-------- Data for processing --------

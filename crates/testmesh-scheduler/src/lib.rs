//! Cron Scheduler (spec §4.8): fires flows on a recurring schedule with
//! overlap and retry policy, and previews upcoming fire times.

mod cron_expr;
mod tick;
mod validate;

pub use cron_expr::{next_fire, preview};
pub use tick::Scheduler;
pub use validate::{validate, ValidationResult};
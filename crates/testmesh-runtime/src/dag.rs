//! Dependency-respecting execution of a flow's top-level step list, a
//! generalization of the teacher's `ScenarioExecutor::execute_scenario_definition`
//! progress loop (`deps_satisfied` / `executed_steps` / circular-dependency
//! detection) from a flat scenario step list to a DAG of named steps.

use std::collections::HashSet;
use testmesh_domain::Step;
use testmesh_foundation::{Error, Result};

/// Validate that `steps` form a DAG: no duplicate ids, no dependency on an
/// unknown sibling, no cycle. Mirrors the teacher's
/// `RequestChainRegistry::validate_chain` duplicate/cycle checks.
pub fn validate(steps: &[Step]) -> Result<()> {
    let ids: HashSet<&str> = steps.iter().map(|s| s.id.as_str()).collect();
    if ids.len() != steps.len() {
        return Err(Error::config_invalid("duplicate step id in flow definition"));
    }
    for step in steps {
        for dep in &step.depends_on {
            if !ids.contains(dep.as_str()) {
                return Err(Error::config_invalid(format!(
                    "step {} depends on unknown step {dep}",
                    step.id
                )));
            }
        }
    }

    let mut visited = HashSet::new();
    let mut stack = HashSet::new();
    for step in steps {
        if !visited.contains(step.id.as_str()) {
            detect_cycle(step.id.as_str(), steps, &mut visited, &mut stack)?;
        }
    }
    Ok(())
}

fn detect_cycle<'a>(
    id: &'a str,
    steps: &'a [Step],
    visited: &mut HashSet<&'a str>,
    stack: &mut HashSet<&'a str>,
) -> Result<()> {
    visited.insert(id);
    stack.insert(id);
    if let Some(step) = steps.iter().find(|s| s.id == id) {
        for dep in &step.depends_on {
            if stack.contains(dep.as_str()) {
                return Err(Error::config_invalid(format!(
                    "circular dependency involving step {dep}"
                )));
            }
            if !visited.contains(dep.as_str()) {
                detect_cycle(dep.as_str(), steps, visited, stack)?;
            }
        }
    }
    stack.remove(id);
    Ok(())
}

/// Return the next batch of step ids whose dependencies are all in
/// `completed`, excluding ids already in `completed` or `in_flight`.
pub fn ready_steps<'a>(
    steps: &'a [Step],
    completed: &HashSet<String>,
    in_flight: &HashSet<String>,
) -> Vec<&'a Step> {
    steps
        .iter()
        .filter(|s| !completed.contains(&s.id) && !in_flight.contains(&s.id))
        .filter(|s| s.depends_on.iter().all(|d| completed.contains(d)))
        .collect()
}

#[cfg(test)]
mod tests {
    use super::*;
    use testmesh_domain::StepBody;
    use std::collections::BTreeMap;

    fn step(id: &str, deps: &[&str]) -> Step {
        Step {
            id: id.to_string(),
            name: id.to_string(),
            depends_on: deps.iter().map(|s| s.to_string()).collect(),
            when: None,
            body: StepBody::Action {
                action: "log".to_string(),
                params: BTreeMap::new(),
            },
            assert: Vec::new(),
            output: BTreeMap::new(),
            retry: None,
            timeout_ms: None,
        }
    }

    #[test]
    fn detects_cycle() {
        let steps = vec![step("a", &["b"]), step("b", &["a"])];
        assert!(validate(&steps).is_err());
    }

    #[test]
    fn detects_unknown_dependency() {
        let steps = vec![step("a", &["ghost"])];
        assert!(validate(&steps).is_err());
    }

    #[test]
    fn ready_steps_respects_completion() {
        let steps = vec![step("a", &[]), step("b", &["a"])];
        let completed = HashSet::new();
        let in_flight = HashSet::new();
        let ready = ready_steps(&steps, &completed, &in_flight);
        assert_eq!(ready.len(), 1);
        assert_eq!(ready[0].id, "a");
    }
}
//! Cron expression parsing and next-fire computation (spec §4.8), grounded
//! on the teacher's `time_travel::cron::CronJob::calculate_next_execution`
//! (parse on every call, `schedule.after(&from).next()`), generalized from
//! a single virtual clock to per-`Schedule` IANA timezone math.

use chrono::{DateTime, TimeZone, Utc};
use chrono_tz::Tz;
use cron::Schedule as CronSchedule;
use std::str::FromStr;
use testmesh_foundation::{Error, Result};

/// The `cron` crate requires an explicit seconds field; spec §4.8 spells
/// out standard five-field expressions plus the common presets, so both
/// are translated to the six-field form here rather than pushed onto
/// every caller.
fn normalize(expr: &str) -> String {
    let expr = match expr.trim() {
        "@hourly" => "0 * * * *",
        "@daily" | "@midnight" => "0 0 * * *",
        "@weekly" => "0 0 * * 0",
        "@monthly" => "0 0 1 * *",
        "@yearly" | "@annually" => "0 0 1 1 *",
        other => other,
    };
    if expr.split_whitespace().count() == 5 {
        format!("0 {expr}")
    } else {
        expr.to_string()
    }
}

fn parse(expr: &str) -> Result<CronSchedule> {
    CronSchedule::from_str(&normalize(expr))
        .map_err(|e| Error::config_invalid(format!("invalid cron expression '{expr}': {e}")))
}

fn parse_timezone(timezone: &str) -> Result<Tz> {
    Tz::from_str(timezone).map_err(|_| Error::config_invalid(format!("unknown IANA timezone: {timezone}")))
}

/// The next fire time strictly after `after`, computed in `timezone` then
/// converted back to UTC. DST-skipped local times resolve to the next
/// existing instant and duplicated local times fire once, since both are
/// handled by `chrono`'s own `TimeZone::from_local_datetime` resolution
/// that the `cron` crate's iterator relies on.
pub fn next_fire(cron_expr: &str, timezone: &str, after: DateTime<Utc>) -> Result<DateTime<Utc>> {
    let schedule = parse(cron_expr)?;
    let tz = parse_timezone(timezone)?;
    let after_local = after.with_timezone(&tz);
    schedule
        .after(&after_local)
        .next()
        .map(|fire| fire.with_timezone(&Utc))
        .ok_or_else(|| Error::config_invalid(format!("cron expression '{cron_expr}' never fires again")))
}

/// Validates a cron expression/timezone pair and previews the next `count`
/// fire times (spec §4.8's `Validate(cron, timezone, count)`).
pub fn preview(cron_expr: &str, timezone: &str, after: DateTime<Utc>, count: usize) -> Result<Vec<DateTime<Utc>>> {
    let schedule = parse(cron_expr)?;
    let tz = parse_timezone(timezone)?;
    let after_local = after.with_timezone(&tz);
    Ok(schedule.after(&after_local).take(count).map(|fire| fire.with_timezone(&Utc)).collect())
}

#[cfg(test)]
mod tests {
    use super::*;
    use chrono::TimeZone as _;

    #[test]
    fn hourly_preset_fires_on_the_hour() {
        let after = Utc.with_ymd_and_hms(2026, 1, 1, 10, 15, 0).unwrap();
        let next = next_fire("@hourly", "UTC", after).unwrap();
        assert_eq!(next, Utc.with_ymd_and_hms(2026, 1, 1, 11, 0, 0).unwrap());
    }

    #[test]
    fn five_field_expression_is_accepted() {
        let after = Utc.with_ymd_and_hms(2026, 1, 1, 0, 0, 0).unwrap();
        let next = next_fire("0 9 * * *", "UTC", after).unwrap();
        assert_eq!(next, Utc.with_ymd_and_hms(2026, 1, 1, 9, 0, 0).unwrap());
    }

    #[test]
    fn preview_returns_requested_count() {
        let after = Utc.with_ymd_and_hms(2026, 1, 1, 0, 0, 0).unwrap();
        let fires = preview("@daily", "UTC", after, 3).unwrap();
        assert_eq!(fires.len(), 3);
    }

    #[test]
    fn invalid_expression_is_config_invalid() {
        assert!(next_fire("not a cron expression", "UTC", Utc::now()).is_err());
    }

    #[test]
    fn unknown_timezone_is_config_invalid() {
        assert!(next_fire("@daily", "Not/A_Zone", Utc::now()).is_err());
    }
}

--------

◆ **Exercise prompt**
Above are some records. Count the lines among them with the word "HashSet", and answer with the number only.

◆ **Output**
10